I did. I listened to my kid.
Turns out that no matter how hard you try, you can never force another human to pee. At least, not without inflicting some major emotional trauma. I listened to my boy and soaked in the fundamental elements of his personality. What he loves and how he relates to people and ideas. Then I took stock of what kind of parent I was and what kind I of parent I wanted to be. Really, who ever thought poop could provide such a defining moment in life?
Well it did.
So I waited a few extra months, and then I did it his way. Or at least, that is what I let him think. No rewards---food or otherwise. No begging or pleading, I have a firm rule not to negotiate with toddlers that terrorize. We gave him rules, no videos or trains until you potty. If you have an accident (poop or pee), you have to clean it up yourself. You get to flush the toilet and you are in charge of washing your hands. My son is a perfectionist and he loves instructions. He likes knowing the boundaries. I think he took one look at that toilet all those months ago and thought, "You want me to do what? GROSS!!!" I had to show him that it was the better, cleaner way to go. I had to realize that he will never respond in the affirmative if I ask him to go to the bathroom, he likes to be the one to let me know. He needed the why. He needed the reasoning. He needed the mechanics, my little engineer. He also thrives on having items designated for specific purposes or uses. To aid in the "special" element of potty training, I bought about 15 books to keep in the bathroom. They are only for the bathroom. His favorite stories and characters live beside the toilet. He can read them whenever he needs to go. Not as a reward for going, but as a component of the joy and privilege potty training can bring to a big boy.
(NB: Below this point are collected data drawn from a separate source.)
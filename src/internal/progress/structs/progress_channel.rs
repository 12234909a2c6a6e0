//! 进度通道
//!
//! 本模块实现单个 (用户名, 媒体类型) 主体的实时进度订阅，
//! 推送优先、轮询兜底。
//!
//! ## 功能特性
//!
//! - **推送优先**：通过 WebSocket 接收后端的进度消息，到达即送达
//! - **心跳保活**：live 期间定期发送 `"ping"` 帧，探测代理/NAT 后的假死连接
//! - **指数退避重连**：断开后按 1s、2s、4s、8s、10s（封顶）的延迟重试
//! - **轮询回退**：重连次数耗尽后改为固定间隔拉取进度，保证最终可达
//! - **钩子机制**：快照与模式变化通过钩子送达，也可通过响应式属性监听
//!
//! ## 使用示例
//!
//! ```rust,no_run
//! # use socialdl_client::backend::{BackendClient, MediaKind};
//! # use socialdl_client::progress::ChannelSubject;
//! # fn example(client: BackendClient) -> Result<(), Box<dyn std::error::Error>> {
//! let subject = ChannelSubject::new("alice", MediaKind::Stories)?;
//! let channel = client
//!     .progress_channel(subject)
//!     .with_snapshot_hook(|snap| {
//!         println!("整体进度 {:.0}%", snap.overall.progress);
//!     })
//!     .open()?;
//! // …视图卸载时：
//! // channel.close().await;
//! # Ok(())
//! # }
//! ```
//!
//! ## 状态机
//!
//! `disconnected → connecting → live`，失败回到 `disconnected` 并安排
//! 重连；重连耗尽后 `→ polling`（对本实例是终点）。`close()` 在任何
//! 状态下都可调用，幂等，返回后不再有任何钩子回调。
//!
//! ## 内部实现说明
//!
//! - `runtime` 子模块：驱动任务主循环（connecting / live / 退避重连）
//! - `polling` 子模块：轮询回退循环，终态后停止

mod polling;
mod runtime;

use std::sync::Arc;
use std::sync::atomic::{AtomicBool, Ordering};

use tokio::sync::Mutex;
use tokio::task::JoinHandle;

use crate::internal::backend::structs::backend_client::BackendClient;
use crate::internal::progress::structs::channel_command::ChannelCommand;
use crate::internal::progress::structs::channel_config::ChannelConfig;
use crate::internal::progress::structs::channel_error::ChannelError;
use crate::internal::progress::structs::channel_mode::ChannelMode;
use crate::internal::progress::structs::channel_subject::ChannelSubject;
use crate::internal::progress::structs::hook_adapters::{
    ModeHookAdapter, SnapshotHookAdapter,
};
use crate::internal::progress::structs::progress_hooks_container::ProgressHooksContainer;
use crate::internal::progress::structs::reactive_state::ChannelReactiveState;
use crate::internal::progress::structs::snapshot::ProgressSnapshot;
use crate::internal::progress::structs::ws_transport::WsTransport;
use crate::internal::progress::traits::progress_hook::ProgressHook;
use crate::internal::progress::traits::transport::{
    ProgressSource, ProgressTransport,
};
use crate::internal::states::command_queue::{CommandQueue, command_channel};
use crate::states::reactive_value::ReactiveValue;

use runtime::ChannelRuntime;

/// 进度通道句柄。
///
/// 一个实例对应一条订阅；主体不可变，关闭后不可复用。
/// 卸载视图、切换主体、显式停止时都必须调用 [`close`](Self::close)，
/// 否则驱动任务要到句柄 Drop 时才会收到关闭命令。
pub struct ProgressChannel {
    subject: ChannelSubject,
    closed: Arc<AtomicBool>,
    commands: CommandQueue<ChannelCommand>,
    driver: Mutex<Option<JoinHandle<()>>>,
    reactive: ChannelReactiveState,
}

impl ProgressChannel {
    /// 从自定义传输/轮询源创建构建器（测试注入假实现时使用）。
    pub fn builder(
        transport: Arc<dyn ProgressTransport>,
        source: Arc<dyn ProgressSource>,
        subject: ChannelSubject,
    ) -> ProgressChannelBuilder {
        ProgressChannelBuilder {
            subject,
            config: ChannelConfig::default(),
            transport,
            source,
            hooks: ProgressHooksContainer::default(),
        }
    }

    pub fn subject(&self) -> &ChannelSubject {
        &self.subject
    }

    /// 当前连接模式（可 watch 监听）。
    pub fn mode(&self) -> ReactiveValue<ChannelMode> {
        self.reactive.mode.clone()
    }

    /// 最近一份送达的快照（可 watch 监听）。
    pub fn latest_snapshot(&self) -> ReactiveValue<Option<ProgressSnapshot>> {
        self.reactive.latest.clone()
    }

    /// 当前重连计数（连接成功时清零）。
    pub fn reconnect_attempts(&self) -> ReactiveValue<u32> {
        self.reactive.reconnect_attempts.clone()
    }

    /// 订阅模式变化；回调在独立任务中执行。
    pub fn subscribe_mode<F>(&self, callback: F)
    where
        F: Fn(ChannelMode) + Send + 'static,
    {
        let mut watcher = self.reactive.mode.watch();
        tokio::spawn(async move {
            loop {
                match watcher.changed().await {
                    Ok(mode) => callback(mode),
                    Err(_) => break,
                }
            }
        });
    }

    /// 关闭通道：取消全部定时器、关闭传输、等待驱动任务退出。
    ///
    /// 幂等，可在任何状态下调用。关闭标志在入口同步置位，
    /// 因此本方法开始执行后不会再有任何钩子回调。
    pub async fn close(&self) {
        if self.closed.swap(true, Ordering::SeqCst) {
            return;
        }
        let _ = self.commands.send(ChannelCommand::Close);
        let handle = self.driver.lock().await.take();
        if let Some(handle) = handle {
            let _ = handle.await;
        }
    }
}

/// 句柄未显式关闭就被丢弃时，尽力通知驱动任务退出（无法等待其完成）。
impl Drop for ProgressChannel {
    fn drop(&mut self) {
        self.closed.store(true, Ordering::SeqCst);
        let _ = self.commands.send(ChannelCommand::Close);
    }
}

/// 进度通道构建器；`open()` 校验主体并启动驱动任务。
pub struct ProgressChannelBuilder {
    subject: ChannelSubject,
    config: ChannelConfig,
    transport: Arc<dyn ProgressTransport>,
    source: Arc<dyn ProgressSource>,
    hooks: ProgressHooksContainer,
}

impl ProgressChannelBuilder {
    /// 覆盖时间参数（心跳 / 轮询间隔 / 退避）。
    pub fn with_config(mut self, config: ChannelConfig) -> Self {
        self.config = config;
        self
    }

    /// 注册一个完整钩子。
    pub fn with_hook(mut self, hook: impl ProgressHook + 'static) -> Self {
        self.hooks.add(hook);
        self
    }

    /// 注册一个只关心快照的闭包钩子。
    pub fn with_snapshot_hook<F>(mut self, f: F) -> Self
    where
        F: FnMut(&ProgressSnapshot) + Send + 'static,
    {
        self.hooks.add(SnapshotHookAdapter(f));
        self
    }

    /// 注册一个只关心模式变化的闭包钩子。
    pub fn with_mode_hook<F>(mut self, f: F) -> Self
    where
        F: FnMut(ChannelMode) + Send + 'static,
    {
        self.hooks.add(ModeHookAdapter(f));
        self
    }

    /// 启动订阅。立即返回；更新通过钩子与响应式属性异步到达。
    ///
    /// 主体用户名为空是唯一的同步错误；运行期的传输/轮询失败
    /// 全部在通道内部消化。
    pub fn open(self) -> Result<ProgressChannel, ChannelError> {
        if self.subject.username.trim().is_empty() {
            return Err(ChannelError::EmptySubject);
        }

        let closed = Arc::new(AtomicBool::new(false));
        let (commands, consumer) = command_channel();
        let reactive = ChannelReactiveState::new();

        let driver = ChannelRuntime {
            subject: self.subject.clone(),
            config: self.config,
            transport: self.transport,
            source: self.source,
            hooks: self.hooks,
            reactive: reactive.clone(),
            consumer,
            closed: Arc::clone(&closed),
            current: ProgressSnapshot::default(),
            reconnect_attempts: 0,
        };
        let handle = tokio::spawn(driver.run());

        Ok(ProgressChannel {
            subject: self.subject,
            closed,
            commands,
            driver: Mutex::new(Some(handle)),
            reactive,
        })
    }
}

impl BackendClient {
    /// 创建指定主体的进度通道构建器；可链式注册钩子后调用
    /// [`ProgressChannelBuilder::open`] 启动订阅。
    pub fn progress_channel(
        &self,
        subject: ChannelSubject,
    ) -> ProgressChannelBuilder {
        ProgressChannel::builder(
            Arc::new(WsTransport::from_client(self)),
            Arc::new(self.clone()),
            subject,
        )
    }
}
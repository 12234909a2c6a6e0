/// Instagram 下载条目（归一化后的规范形状）。
#[derive(Debug, Clone, PartialEq)]
pub struct MediaEntry {
    /// 质量描述（如 "HD"、"SD 480p"），后端未提供时为 `None`
    pub quality: Option<String>,
    pub thumbnail: Option<String>,
    /// 直接可下载的媒体地址
    pub url: String,
    /// 地址是否指向进度型 API 而非静态文件
    pub is_progress: bool,
    /// 多图帖中的序号（从 1 起）
    pub carousel_index: Option<u32>,
    pub is_video: Option<bool>,
}
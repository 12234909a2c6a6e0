use crate::internal::progress::structs::channel_mode::ChannelMode;
use crate::internal::progress::structs::snapshot::ProgressSnapshot;
use crate::internal::progress::traits::progress_hook::ProgressHook;

/// 钩子容器：持有注册的全部钩子，按添加顺序依次执行。
#[derive(Default)]
pub struct ProgressHooksContainer {
    hooks: Vec<Box<dyn ProgressHook>>,
}

impl ProgressHooksContainer {
    /// 添加一个钩子；支持多次调用以注册多个。
    pub(crate) fn add(&mut self, hook: impl ProgressHook + 'static) {
        self.hooks.push(Box::new(hook));
    }

    pub(crate) fn run_on_snapshot(&mut self, snapshot: &ProgressSnapshot) {
        for h in self.hooks.iter_mut() {
            h.on_snapshot(snapshot);
        }
    }

    pub(crate) fn run_on_mode_change(&mut self, mode: ChannelMode) {
        for h in self.hooks.iter_mut() {
            h.on_mode_change(mode);
        }
    }
}
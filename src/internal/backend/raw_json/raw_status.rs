//! 目标 / 轮询管理与任务发起相关响应的原始形状。
//!
//! Snapchat 的 `/status` 用 `target_username`，Instagram 的 `/target`
//! 用 `current_target`；两边的布尔字段在缺省时都按 false 处理，
//! 归一化为同一个 [`PollingStatus`]。

use serde::Deserialize;

use crate::internal::backend::structs::polling_status::{
    ActionOutcome, CacheCleared, JobStart, PollingStatus,
};
use crate::internal::backend::structs::relay::RelayOutcome;

#[derive(Debug, Clone, Deserialize)]
pub struct RawPollingStatus {
    #[serde(default)]
    pub target_username: Option<String>,
    #[serde(default)]
    pub current_target: Option<String>,
    #[serde(default)]
    pub polling_enabled: Option<bool>,
    #[serde(default)]
    pub polling_active: Option<bool>,
    #[serde(default)]
    pub polling_started: Option<bool>,
}

impl RawPollingStatus {
    pub fn normalize(self) -> PollingStatus {
        PollingStatus {
            target: self
                .target_username
                .or(self.current_target)
                .filter(|s| !s.is_empty()),
            enabled: self.polling_enabled.unwrap_or(false),
            active: self.polling_active.unwrap_or(false),
            started: self.polling_started.unwrap_or(false),
        }
    }
}

#[derive(Debug, Clone, Deserialize)]
pub struct RawActionOutcome {
    #[serde(default)]
    pub success: Option<bool>,
    #[serde(default)]
    pub message: Option<String>,
    #[serde(default)]
    pub error: Option<String>,
}

impl RawActionOutcome {
    pub fn normalize(self) -> ActionOutcome {
        ActionOutcome {
            success: self.success.unwrap_or(false),
            message: self.message.or(self.error).unwrap_or_default(),
        }
    }
}

#[derive(Debug, Clone, Deserialize)]
pub struct RawChangeTarget {
    #[serde(default)]
    pub success: Option<bool>,
    #[serde(default)]
    pub new_target: Option<String>,
    #[serde(default)]
    pub error: Option<String>,
}

#[derive(Debug, Clone, Deserialize)]
pub struct RawCacheCleared {
    #[serde(default)]
    pub success: Option<bool>,
    #[serde(default)]
    pub processed_deleted: Option<u64>,
    #[serde(default)]
    pub cache_deleted: Option<u64>,
    #[serde(default)]
    pub processed_stories_deleted: Option<u64>,
    #[serde(default)]
    pub stories_cache_deleted: Option<u64>,
    #[serde(default)]
    pub deleted: Option<u64>,
    #[serde(default)]
    pub username: Option<String>,
    #[serde(default)]
    pub message: Option<String>,
}

impl RawCacheCleared {
    pub fn normalize(self) -> CacheCleared {
        CacheCleared {
            success: self.success.unwrap_or(false),
            processed_deleted: self
                .processed_deleted
                .or(self.processed_stories_deleted)
                .unwrap_or(0),
            cache_deleted: self
                .cache_deleted
                .or(self.stories_cache_deleted)
                .or(self.deleted)
                .unwrap_or(0),
            username: self.username.unwrap_or_default(),
            message: self.message.unwrap_or_default(),
        }
    }
}

#[derive(Debug, Clone, Deserialize)]
pub struct RawJobStart {
    #[serde(default)]
    pub status: Option<String>,
    #[serde(default)]
    pub message: Option<String>,
    #[serde(default)]
    pub media_urls: Option<Vec<String>>,
    #[serde(default)]
    pub telegram_sent: Option<bool>,
    #[serde(default)]
    pub telegram_message: Option<String>,
}

impl RawJobStart {
    pub fn normalize(self) -> JobStart {
        JobStart {
            status: self.status.unwrap_or_default(),
            message: self.message.unwrap_or_default(),
            media_urls: self.media_urls.unwrap_or_default(),
            telegram_sent: self.telegram_sent,
            telegram_message: self.telegram_message,
        }
    }
}

#[derive(Debug, Clone, Deserialize)]
pub struct RawRelayOutcome {
    #[serde(default)]
    pub status: Option<String>,
    #[serde(default)]
    pub message: Option<String>,
    #[serde(default)]
    pub sent_files: Option<Vec<String>>,
    #[serde(default)]
    pub failed_files: Option<Vec<String>>,
}

impl RawRelayOutcome {
    pub fn normalize(self) -> RelayOutcome {
        RelayOutcome {
            status: self.status.unwrap_or_default(),
            message: self.message.unwrap_or_default(),
            sent_files: self.sent_files.unwrap_or_default(),
            failed_files: self.failed_files.unwrap_or_default(),
        }
    }
}
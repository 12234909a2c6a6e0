//! 进度钩子 trait：快照送达与模式变化时插入自定义逻辑。
//!
//! 使用方式二选一（可混用）：
//! - **闭包**：用通道构建器的 `with_snapshot_hook` 传入闭包；
//! - **完整钩子**：实现本 trait，通过 `with_hook` 注册。

use crate::internal::progress::structs::channel_mode::ChannelMode;
use crate::internal::progress::structs::snapshot::ProgressSnapshot;

/// 进度钩子。快照按传输到达顺序逐条送达；`close()` 返回后不再调用。
pub trait ProgressHook: Send {
    /// 每份归一化后的完整快照送达时调用。
    fn on_snapshot(&mut self, snapshot: &ProgressSnapshot);

    /// 通道模式变化时调用（connecting / live / polling …）。
    fn on_mode_change(&mut self, _mode: ChannelMode) {}
}
//! WebSocket 推送传输：[`ProgressTransport`] 的生产实现。
//!
//! 端点形如 `ws(s)://…/ws/progress/{username}/{kind}`，用户名按
//! URL 路径段编码。对端以 JSON 文本帧推送进度，保活帧为文本 `"ping"`，
//! 无需应答。

use async_trait::async_trait;
use futures_util::{SinkExt, StreamExt};
use tokio::net::TcpStream;
use tokio_tungstenite::tungstenite::Message;
use tokio_tungstenite::{MaybeTlsStream, WebSocketStream, connect_async};
use url::Url;

use crate::internal::backend::structs::backend_client::{
    BackendClient, encode_path_segment,
};
use crate::internal::progress::structs::channel_subject::ChannelSubject;
use crate::internal::progress::traits::transport::{
    ProgressConnection, ProgressTransport, TransportError,
};

/// WebSocket 传输；按主体拼出进度端点并建立连接。
#[derive(Debug, Clone)]
pub struct WsTransport {
    ws_base: Url,
}

impl WsTransport {
    /// 从后端客户端派生：`http → ws`，`https → wss`，路径不变。
    pub fn from_client(client: &BackendClient) -> Self {
        let mut ws_base = (*client.base_url).clone();
        let scheme = match ws_base.scheme() {
            "https" => "wss",
            _ => "ws",
        };
        // http/https 与 ws/wss 同为 special scheme，set_scheme 不会失败
        let _ = ws_base.set_scheme(scheme);
        Self { ws_base }
    }

    fn progress_url(
        &self,
        subject: &ChannelSubject,
    ) -> Result<String, TransportError> {
        let path = format!(
            "ws/progress/{}/{}",
            encode_path_segment(&subject.username),
            subject.kind.as_str(),
        );
        let url = self.ws_base.join(&path).map_err(|e| {
            TransportError::Unavailable(format!("进度端点拼接失败: {e}"))
        })?;
        Ok(url.into())
    }
}

#[async_trait]
impl ProgressTransport for WsTransport {
    async fn connect(
        &self,
        subject: &ChannelSubject,
    ) -> Result<Box<dyn ProgressConnection>, TransportError> {
        let url = self.progress_url(subject)?;
        let (stream, _) = connect_async(url.as_str()).await?;
        Ok(Box::new(WsConnection { inner: stream }))
    }
}

/// 一条已建立的 WebSocket 连接。
pub struct WsConnection {
    inner: WebSocketStream<MaybeTlsStream<TcpStream>>,
}

#[async_trait]
impl ProgressConnection for WsConnection {
    async fn next_payload(&mut self) -> Option<Result<String, TransportError>> {
        loop {
            match self.inner.next().await {
                Some(Ok(Message::Text(text))) => return Some(Ok(text)),
                Some(Ok(Message::Close(_))) => return None,
                // Ping/Pong/二进制帧与进度无关，跳过
                Some(Ok(_)) => continue,
                Some(Err(e)) => return Some(Err(e.into())),
                None => return None,
            }
        }
    }

    async fn send_keepalive(&mut self) -> Result<(), TransportError> {
        self.inner
            .send(Message::Text("ping".to_string()))
            .await
            .map_err(Into::into)
    }

    async fn shutdown(&mut self) {
        let _ = self.inner.close(None).await;
    }
}
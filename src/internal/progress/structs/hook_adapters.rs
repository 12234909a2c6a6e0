//! 单阶段钩子适配器：将闭包包装成 [`ProgressHook`]，供 `with_xx_hook` 使用。

use crate::internal::progress::structs::channel_mode::ChannelMode;
use crate::internal::progress::structs::snapshot::ProgressSnapshot;
use crate::internal::progress::traits::progress_hook::ProgressHook;

/// 仅关心快照的钩子适配器。
pub(crate) struct SnapshotHookAdapter<F>(pub(crate) F);

impl<F> ProgressHook for SnapshotHookAdapter<F>
where
    F: FnMut(&ProgressSnapshot) + Send + 'static,
{
    fn on_snapshot(&mut self, snapshot: &ProgressSnapshot) {
        (self.0)(snapshot);
    }
}

/// 仅关心模式变化的钩子适配器。
pub(crate) struct ModeHookAdapter<F>(pub(crate) F);

impl<F> ProgressHook for ModeHookAdapter<F>
where
    F: FnMut(ChannelMode) + Send + 'static,
{
    fn on_snapshot(&mut self, _snapshot: &ProgressSnapshot) {}

    fn on_mode_change(&mut self, mode: ChannelMode) {
        (self.0)(mode);
    }
}
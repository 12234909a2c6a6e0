use crate::internal::backend::enums::MediaKind;

use super::channel_error::ChannelError;

/// 进度订阅的主体：用户名 + 媒体类型。
///
/// 通道实例的生命周期内不可变；换主体需要新建通道。
#[derive(Debug, Clone, PartialEq, Eq)]
pub struct ChannelSubject {
    pub username: String,
    pub kind: MediaKind,
}

impl ChannelSubject {
    /// 创建主体；用户名去除首尾空白后不能为空。
    pub fn new(username: &str, kind: MediaKind) -> Result<Self, ChannelError> {
        let username = username.trim();
        if username.is_empty() {
            return Err(ChannelError::EmptySubject);
        }
        Ok(Self { username: username.to_string(), kind })
    }
}
//! 通道相关错误类型。

use thiserror::Error;

/// `open()` 能对外抛出的错误。
///
/// 运行期的传输失败、轮询失败都在通道内部吸收（重连 / 回退 / 下个周期
/// 重试），不会通过错误传播给消费者。
#[derive(Debug, Error)]
pub enum ChannelError {
    #[error("用户名为空，无法订阅进度")]
    EmptySubject,
}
Cubs by the way loves the social aspect of potty training. Oh wait, sorry, did you think potty training instruction involved discussions on privacy? Sorry, he is only two and I think this lesson will have to wait awhile. Cubs loves to perch on the toilet and chat with me. "Mama, I love you so much. Do you see a dragon? I want to eat macaroni. Can we play outside? Read me the book now please. Oh! oh! I DID IT, I did a big potty fo! Can I flush it?"
I have more grey hairs now that its all said and done. But I understand my boys in a whole new way. I think its because we took the tougher road of getting to know one another rather than the easier road involving M&Ms each time you pee.
I had a lot of parenting revelations when I was at the end of my rope. I'll share just one with you right now. Effective communication with my kids is important to me. I want to really hear them when they speak with me. I want them to understand my heart when I speak to them. I never want to bully them into obedience or bribe them into good behavior. I want them to see the why behind everything we do as a family. If you are reading this and don't know what the why in question is, I will tell you. Its Jesus. Everything we do as a family, we commit to him as an act of worship because he loves us. It is not our emotional crutch, its not just a nice thing to do for our kids, it is the ROCK of who we are.
And so, I have committed to pray for the hard conversations of the future, even now. I pray that God would infuse them with peace, grace and understanding.